WHAT YOU WILL DO:
Retype, word for word, every line from the one holding "return Ok(false);" through the one holding "None, Some(self.muid), None)?;" in the entries below, both included, and only those lines.

[Stored data entries]

//! Graph: vertices, edge types and edges
//!
//! A vertex is a container whose single unkeyed entry says whether it is
//! alive. Edges are entries of an edge type whose pair is (source, target);
//! they can carry a value and are removed by a movement.

use gink_core::codec::{container_of, pair_of};
use gink_core::proto::{ChangeBuilder, MovementBuilder, PairBuilder};
use gink_core::{Behavior, Bundler, EntryKey, Error, FoundEntry, Muid, Result, Value};

use super::{container_facade, entry_in};
use crate::clock::GenericTimestamp;
use crate::database::Database;

container_facade!(
    /// Graph node that can be removed and revived.
    Vertex,
    Behavior::Vertex
);

impl Vertex {
    fn mark(&self, deletion: bool, purge: bool, bundler: Option<&mut Bundler>) -> Result<Muid> {
        let mut entry = entry_in(self.muid, Behavior::Vertex);
        entry.deletion = deletion;
        entry.purge = purge;
        self.db.write_change(bundler, ChangeBuilder::entry(entry))
    }

    /// Whether the vertex existed and was not removed as of a time.
    pub fn is_alive(&self, as_of: impl Into<GenericTimestamp>) -> Result<bool> {
        let as_of = self.db.resolve_timestamp(as_of)?;
        if !self.muid.is_instance_container() && self.muid.timestamp >= as_of {
            return Ok(false);
        }
        let found = self
            .db
            .store()
            .get_entry_by_key(self.muid, &EntryKey::Unkeyed, as_of)?;
        Ok(!found.is_some_and(|f| f.builder.deletion))
    }

    /// Mark the vertex removed.
    pub fn remove(&self, purge: bool, bundler: Option<&mut Bundler>) -> Result<Muid> {
        self.mark(true, purge, bundler)
    }

    /// Bring a removed vertex back.
    pub fn revive(&self, bundler: Option<&mut Bundler>) -> Result<Muid> {
        self.mark(false, false, bundler)
    }

    /// Edges leaving this vertex, of any type.
    pub fn edges_from(&self, as_of: impl Into<GenericTimestamp>) -> Result<Vec<Edge>> {
        let as_of = self.db.resolve_timestamp(as_of)?;
        let found = self.db.store().get_edge_entries(as_of, None, Some(self.muid), None)?;
        found.into_iter().map(|f| Edge::from_found(&self.db, f)).collect()
    }

    /// Edges arriving at this vertex, of any type.
    pub fn edges_to(&self, as_of: impl Into<GenericTimestamp>) -> Result<Vec<Edge>> {
        let as_of = self.db.resolve_timestamp(as_of)?;
        let found = self.db.store().get_edge_entries(as_of, None, None, Some(self.muid))?;
        found.into_iter().map(|f| Edge::from_found(&self.db, f)).collect()
    }
}

container_facade!(
    /// Collection of edges of one kind.
    EdgeType,
    Behavior::EdgeType
);

impl EdgeType {
    /// Connect `source` to `target`, optionally carrying `value`.
    ///
    /// With a bundler the edge's muid stays relative until the bundle is
    /// committed.
    pub fn create_edge(
        &self,
        source: Muid,
        target: Muid,
        value: Option<Value>,
        bundler: Option<&mut Bundler>,
    ) -> Result<Edge> {
        let mut entry = entry_in(self.muid, Behavior::EdgeType);
        entry.pair = Some(PairBuilder {
            left: Some(source.to_builder()),
            rite: Some(target.to_builder()),
        });
        entry.value = value.as_ref().map(Value::to_builder);
        let muid = self.db.write_change(bundler, ChangeBuilder::entry(entry))?;
        Ok(Edge {
            db: self.db.clone(),
            muid,
            edge_type: self.muid,
            source,
            target,
            value,
        })
    }

    /// Edges of this type, optionally only those from `source` or to `target`.
    pub fn get_edges(
        &self,
        source: Option<Muid>,
        target: Option<Muid>,
        as_of: impl Into<GenericTimestamp>,
    ) -> Result<Vec<Edge>> {
        let as_of = self.db.resolve_timestamp(as_of)?;
        let found = self
            .db
            .store()
            .get_edge_entries(as_of, Some(self.muid), source, target)?;
        found.into_iter().map(|f| Edge::from_found(&self.db, f)).collect()
    }

    /// Number of edges of this type.
    pub fn size(&self, as_of: impl Into<GenericTimestamp>) -> Result<usize> {
        Ok(self.get_edges(None, None, as_of)?.len())
    }
}

/// One edge: an entry of an [`EdgeType`].
#[derive(Debug, Clone)]
pub struct Edge {
    db: Database,
    muid: Muid,
    edge_type: Muid,
    source: Muid,
    target: Muid,
    value: Option<Value>,
}

impl Edge {
    /// Load the edge written as entry `muid`.
    pub fn load(db: &Database, muid: Muid) -> Result<Edge> {
        let builder = db
            .store()
            .get_entry(muid)?
            .ok_or_else(|| Error::NotFound(format!("no edge {muid}")))?;
        Edge::from_found(db, FoundEntry { address: muid, builder })
    }

    fn from_found(db: &Database, found: FoundEntry) -> Result<Edge> {
        if found.builder.behavior != Behavior::EdgeType as i32 {
            return Err(Error::InvalidOperation(format!("{} is not an edge", found.address)));
        }
        let (source, target) = pair_of(&found.builder, found.address)?;
        Ok(Edge {
            db: db.clone(),
            muid: found.address,
            edge_type: container_of(&found.builder, found.address)?,
            source,
            target,
            value: found.builder.value.as_ref().map(Value::from_builder).transpose()?,
        })
    }

    /// Entry muid of the edge.
    pub fn muid(&self) -> Muid {
        self.muid
    }

    /// Edge type container.
    pub fn edge_type(&self) -> Muid {
        self.edge_type
    }

    /// Vertex the edge leaves.
    pub fn source(&self) -> Muid {
        self.source
    }

    /// Vertex the edge arrives at.
    pub fn target(&self) -> Muid {
        self.target
    }

    /// Value carried by the edge.
    pub fn value(&self) -> Option<&Value> {
        self.value.as_ref()
    }

    /// Whether the edge was placed and not removed as of a time.
    pub fn is_alive(&self, as_of: impl Into<GenericTimestamp>) -> Result<bool> {
        let as_of = self.db.resolve_timestamp(as_of)?;
        Ok(self.db.store().get_positioned_entry(self.muid, as_of)?.is_some())
    }

    /// Remove the edge; with `purge` it is dropped from history too.
    pub fn remove(&self, purge: bool, bundler: Option<&mut Bundler>) -> Result<Muid> {
        self.db.write_change(
            bundler,
            ChangeBuilder::movement(MovementBuilder {
                container: Some(self.edge_type.to_builder()),
                entry: Some(self.muid.to_builder()),
                dest: 0,
                purge,
            }),
        )
    }
}

impl PartialEq for Edge {
    fn eq(&self, other: &Self) -> bool {
        self.muid == other.muid
    }
}

#[cfg(test)]
mod tests {
    use super::*;
    use crate::containers::Container;
    use crate::NOW;

    #[test]
    fn test_vertex_lifecycle() {
        let db = Database::in_memory().unwrap();
        let vertex = Vertex::create(&db, None).unwrap();
        assert!(vertex.is_alive(NOW).unwrap());
        let alive_at = db.now();
        vertex.remove(false, None).unwrap();
        assert!(!vertex.is_alive(NOW).unwrap());
        assert!(vertex.is_alive(alive_at).unwrap());
        vertex.revive(None).unwrap();
        assert!(vertex.is_alive(NOW).unwrap());
    }

    #[test]
    fn test_edges() {
        let db = Database::in_memory().unwrap();
        let knows = EdgeType::create(&db, None).unwrap();
        let alice = Vertex::create(&db, None).unwrap();
        let bob = Vertex::create(&db, None).unwrap();
        let carol = Vertex::create(&db, None).unwrap();

        let ab = knows
            .create_edge(alice.muid(), bob.muid(), Some(Value::from("since 2019")), None)
            .unwrap();
        knows.create_edge(alice.muid(), carol.muid(), None, None).unwrap();
        knows.create_edge(bob.muid(), carol.muid(), None, None).unwrap();

        assert_eq!(knows.size(NOW).unwrap(), 3);
        assert_eq!(knows.get_edges(Some(alice.muid()), None, NOW).unwrap().len(), 2);
        assert_eq!(carol.edges_to(NOW).unwrap().len(), 2);

        let loaded = Edge::load(&db, ab.muid()).unwrap();
        assert_eq!(loaded, ab);
        assert_eq!(loaded.source(), alice.muid());
        assert_eq!(loaded.target(), bob.muid());
        assert_eq!(loaded.edge_type(), knows.muid());
        assert_eq!(loaded.value(), Some(&Value::from("since 2019")));

        ab.remove(false, None).unwrap();
        assert!(!ab.is_alive(NOW).unwrap());
        assert_eq!(alice.edges_from(NOW).unwrap().len(), 1);
    }
}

TASK OUTPUT:
            return Ok(false);
        }
        let found = self
            .db
            .store()
            .get_entry_by_key(self.muid, &EntryKey::Unkeyed, as_of)?;
        Ok(!found.is_some_and(|f| f.builder.deletion))
    }

    /// Mark the vertex removed.
    pub fn remove(&self, purge: bool, bundler: Option<&mut Bundler>) -> Result<Muid> {
        self.mark(true, purge, bundler)
    }

    /// Bring a removed vertex back.
    pub fn revive(&self, bundler: Option<&mut Bundler>) -> Result<Muid> {
        self.mark(false, false, bundler)
    }

    /// Edges leaving this vertex, of any type.
    pub fn edges_from(&self, as_of: impl Into<GenericTimestamp>) -> Result<Vec<Edge>> {
        let as_of = self.db.resolve_timestamp(as_of)?;
        let found = self.db.store().get_edge_entries(as_of, None, Some(self.muid), None)?;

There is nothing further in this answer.